Dataset entries
◆ ◆ ◆ ◆ ◆ ◆ ◆

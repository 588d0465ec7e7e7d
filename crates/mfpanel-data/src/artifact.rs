//! The persisted fund-year universe ("main sample").
//!
//! Written by the panel stage and read back by the factor stage in a
//! separate run, as a single parquet file.

use crate::error::{DataError, Result};
use crate::extract::frame::{bool_values, f64_values, i64_values, require_columns, required};
use crate::records::{Eligibility, FundYear};
use polars::prelude::*;
use std::fs::File;
use std::path::{Path, PathBuf};
use tracing::info;

/// File name of the main-sample artifact.
pub const MAIN_SAMPLE_FILE: &str = "main_sample.parquet";

const DATASET: &str = "main_sample";

/// Columns of the main-sample artifact, in file order.
pub const MAIN_SAMPLE_COLUMNS: &[&str] = &[
    "fund_id",
    "year",
    "net_assets",
    "annual_return",
    "reported_assets",
    "equity_value",
    "tna_ratio",
    "equity_ratio_fund",
    "equity_ratio_reported",
    "above_size_floor",
    "consistent_assets",
    "equity_concentrated",
];

/// Path of the artifact inside an output directory.
pub fn main_sample_path(dir: &Path) -> PathBuf {
    dir.join(MAIN_SAMPLE_FILE)
}

fn to_frame(panel: &[FundYear]) -> Result<DataFrame> {
    let f64_col = |name: &str, f: fn(&FundYear) -> f64| -> Column {
        Series::new(name.into(), panel.iter().map(f).collect::<Vec<_>>()).into()
    };
    let opt_col = |name: &str, f: fn(&FundYear) -> Option<f64>| -> Column {
        Series::new(name.into(), panel.iter().map(f).collect::<Vec<_>>()).into()
    };
    let bool_col = |name: &str, f: fn(&Eligibility) -> bool| -> Column {
        Series::new(
            name.into(),
            panel.iter().map(|r| f(&r.eligibility)).collect::<Vec<_>>(),
        )
        .into()
    };

    let df = DataFrame::new(vec![
        Series::new(
            "fund_id".into(),
            panel.iter().map(|r| r.fund_id).collect::<Vec<_>>(),
        )
        .into(),
        Series::new(
            "year".into(),
            panel.iter().map(|r| r.year).collect::<Vec<_>>(),
        )
        .into(),
        f64_col("net_assets", |r| r.net_assets),
        f64_col("annual_return", |r| r.annual_return),
        opt_col("reported_assets", |r| r.reported_assets),
        opt_col("equity_value", |r| r.equity_value),
        f64_col("tna_ratio", |r| r.tna_ratio),
        f64_col("equity_ratio_fund", |r| r.equity_ratio_fund),
        f64_col("equity_ratio_reported", |r| r.equity_ratio_reported),
        bool_col("above_size_floor", |e| e.above_size_floor),
        bool_col("consistent_assets", |e| e.consistent_assets),
        bool_col("equity_concentrated", |e| e.equity_concentrated),
    ])?;
    Ok(df)
}

/// Write the fund-year universe into `dir`, creating it if needed.
pub fn write_main_sample(dir: &Path, panel: &[FundYear]) -> Result<PathBuf> {
    std::fs::create_dir_all(dir)?;
    let path = main_sample_path(dir);
    let mut df = to_frame(panel)?;
    ParquetWriter::new(File::create(&path)?).finish(&mut df)?;
    info!(path = %path.display(), rows = panel.len(), "wrote main sample");
    Ok(path)
}

/// Read the fund-year universe from `dir`.
pub fn read_main_sample(dir: &Path) -> Result<Vec<FundYear>> {
    let path = main_sample_path(dir);
    if !path.exists() {
        return Err(DataError::MissingFile { path });
    }
    let df = ParquetReader::new(File::open(&path)?).finish()?;
    require_columns(&df, DATASET, MAIN_SAMPLE_COLUMNS)?;

    let fund_ids = required(i64_values(&df, DATASET, "fund_id")?, DATASET, "fund_id")?;
    let years = required(i64_values(&df, DATASET, "year")?, DATASET, "year")?;
    let net_assets = required(f64_values(&df, DATASET, "net_assets")?, DATASET, "net_assets")?;
    let annual_returns = required(
        f64_values(&df, DATASET, "annual_return")?,
        DATASET,
        "annual_return",
    )?;
    let reported_assets = f64_values(&df, DATASET, "reported_assets")?;
    let equity_values = f64_values(&df, DATASET, "equity_value")?;
    let tna_ratios = f64_values(&df, DATASET, "tna_ratio")?;
    let fund_ratios = f64_values(&df, DATASET, "equity_ratio_fund")?;
    let reported_ratios = f64_values(&df, DATASET, "equity_ratio_reported")?;
    let size = bool_values(&df, DATASET, "above_size_floor")?;
    let consistent = bool_values(&df, DATASET, "consistent_assets")?;
    let concentrated = bool_values(&df, DATASET, "equity_concentrated")?;

    let mut panel = Vec::with_capacity(df.height());
    for i in 0..df.height() {
        let year = i32::try_from(years[i])
            .map_err(|_| DataError::schema(DATASET, format!("year out of range in row {}", i)))?;
        panel.push(FundYear {
            fund_id: fund_ids[i],
            year,
            net_assets: net_assets[i],
            annual_return: annual_returns[i],
            reported_assets: reported_assets[i],
            equity_value: equity_values[i],
            tna_ratio: tna_ratios[i].unwrap_or(f64::NAN),
            equity_ratio_fund: fund_ratios[i].unwrap_or(f64::NAN),
            equity_ratio_reported: reported_ratios[i].unwrap_or(f64::NAN),
            eligibility: Eligibility {
                above_size_floor: size[i].unwrap_or(false),
                consistent_assets: consistent[i].unwrap_or(false),
                equity_concentrated: concentrated[i].unwrap_or(false),
            },
        });
    }
    info!(path = %path.display(), rows = panel.len(), "read main sample");
    Ok(panel)
}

◆ ◆ ◆ ◆ ◆ ◆ ◆

EXERCISE
Copy every record above exactly as it stands.

OUTPUT
repository 588d0465ec7e7e7d
filename crates/mfpanel-data/src/artifact.rs
//! The persisted fund-year universe ("main sample").
//!
//! Written by the panel stage and read back by the factor stage in a
//! separate run, as a single parquet file.

use crate::error::{DataError, Result};
use crate::extract::frame::{bool_values, f64_values, i64_values, require_columns, required};
use crate::records::{Eligibility, FundYear};
use polars::prelude::*;
use std::fs::File;
use std::path::{Path, PathBuf};
use tracing::info;

/// File name of the main-sample artifact.
pub const MAIN_SAMPLE_FILE: &str = "main_sample.parquet";

const DATASET: &str = "main_sample";

/// Columns of the main-sample artifact, in file order.
pub const MAIN_SAMPLE_COLUMNS: &[&str] = &[
    "fund_id",
    "year",
    "net_assets",
    "annual_return",
    "reported_assets",
    "equity_value",
    "tna_ratio",
    "equity_ratio_fund",
    "equity_ratio_reported",
    "above_size_floor",
    "consistent_assets",
    "equity_concentrated",
];

/// Path of the artifact inside an output directory.
pub fn main_sample_path(dir: &Path) -> PathBuf {
    dir.join(MAIN_SAMPLE_FILE)
}

fn to_frame(panel: &[FundYear]) -> Result<DataFrame> {
    let f64_col = |name: &str, f: fn(&FundYear) -> f64| -> Column {
        Series::new(name.into(), panel.iter().map(f).collect::<Vec<_>>()).into()
    };
    let opt_col = |name: &str, f: fn(&FundYear) -> Option<f64>| -> Column {
        Series::new(name.into(), panel.iter().map(f).collect::<Vec<_>>()).into()
    };
    let bool_col = |name: &str, f: fn(&Eligibility) -> bool| -> Column {
        Series::new(
            name.into(),
            panel.iter().map(|r| f(&r.eligibility)).collect::<Vec<_>>(),
        )
        .into()
    };

    let df = DataFrame::new(vec![
        Series::new(
            "fund_id".into(),
            panel.iter().map(|r| r.fund_id).collect::<Vec<_>>(),
        )
        .into(),
        Series::new(
            "year".into(),
            panel.iter().map(|r| r.year).collect::<Vec<_>>(),
        )
        .into(),
        f64_col("net_assets", |r| r.net_assets),
        f64_col("annual_return", |r| r.annual_return),
        opt_col("reported_assets", |r| r.reported_assets),
        opt_col("equity_value", |r| r.equity_value),
        f64_col("tna_ratio", |r| r.tna_ratio),
        f64_col("equity_ratio_fund", |r| r.equity_ratio_fund),
        f64_col("equity_ratio_reported", |r| r.equity_ratio_reported),
        bool_col("above_size_floor", |e| e.above_size_floor),
        bool_col("consistent_assets", |e| e.consistent_assets),
        bool_col("equity_concentrated", |e| e.equity_concentrated),
    ])?;
    Ok(df)
}

/// Write the fund-year universe into `dir`, creating it if needed.
pub fn write_main_sample(dir: &Path, panel: &[FundYear]) -> Result<PathBuf> {
    std::fs::create_dir_all(dir)?;
    let path = main_sample_path(dir);
    let mut df = to_frame(panel)?;
    ParquetWriter::new(File::create(&path)?).finish(&mut df)?;
    info!(path = %path.display(), rows = panel.len(), "wrote main sample");
    Ok(path)
}

/// Read the fund-year universe from `dir`.
pub fn read_main_sample(dir: &Path) -> Result<Vec<FundYear>> {
    let path = main_sample_path(dir);
    if !path.exists() {
        return Err(DataError::MissingFile { path });
    }
    let df = ParquetReader::new(File::open(&path)?).finish()?;
    require_columns(&df, DATASET, MAIN_SAMPLE_COLUMNS)?;

    let fund_ids = required(i64_values(&df, DATASET, "fund_id")?, DATASET, "fund_id")?;
    let years = required(i64_values(&df, DATASET, "year")?, DATASET, "year")?;
    let net_assets = required(f64_values(&df, DATASET, "net_assets")?, DATASET, "net_assets")?;
    let annual_returns = required(
        f64_values(&df, DATASET, "annual_return")?,
        DATASET,
        "annual_return",
    )?;
    let reported_assets = f64_values(&df, DATASET, "reported_assets")?;
    let equity_values = f64_values(&df, DATASET, "equity_value")?;
    let tna_ratios = f64_values(&df, DATASET, "tna_ratio")?;
    let fund_ratios = f64_values(&df, DATASET, "equity_ratio_fund")?;
    let reported_ratios = f64_values(&df, DATASET, "equity_ratio_reported")?;
    let size = bool_values(&df, DATASET, "above_size_floor")?;
    let consistent = bool_values(&df, DATASET, "consistent_assets")?;
    let concentrated = bool_values(&df, DATASET, "equity_concentrated")?;

    let mut panel = Vec::with_capacity(df.height());
    for i in 0..df.height() {
        let year = i32::try_from(years[i])
            .map_err(|_| DataError::schema(DATASET, format!("year out of range in row {}", i)))?;
        panel.push(FundYear {
            fund_id: fund_ids[i],
            year,
            net_assets: net_assets[i],
            annual_return: annual_returns[i],
            reported_assets: reported_assets[i],
            equity_value: equity_values[i],
            tna_ratio: tna_ratios[i].unwrap_or(f64::NAN),
            equity_ratio_fund: fund_ratios[i].unwrap_or(f64::NAN),
            equity_ratio_reported: reported_ratios[i].unwrap_or(f64::NAN),
            eligibility: Eligibility {
                above_size_floor: size[i].unwrap_or(false),
                consistent_assets: consistent[i].unwrap_or(false),
                equity_concentrated: concentrated[i].unwrap_or(false),
            },
        });
    }
    info!(path = %path.display(), rows = panel.len(), "read main sample");
    Ok(panel)
}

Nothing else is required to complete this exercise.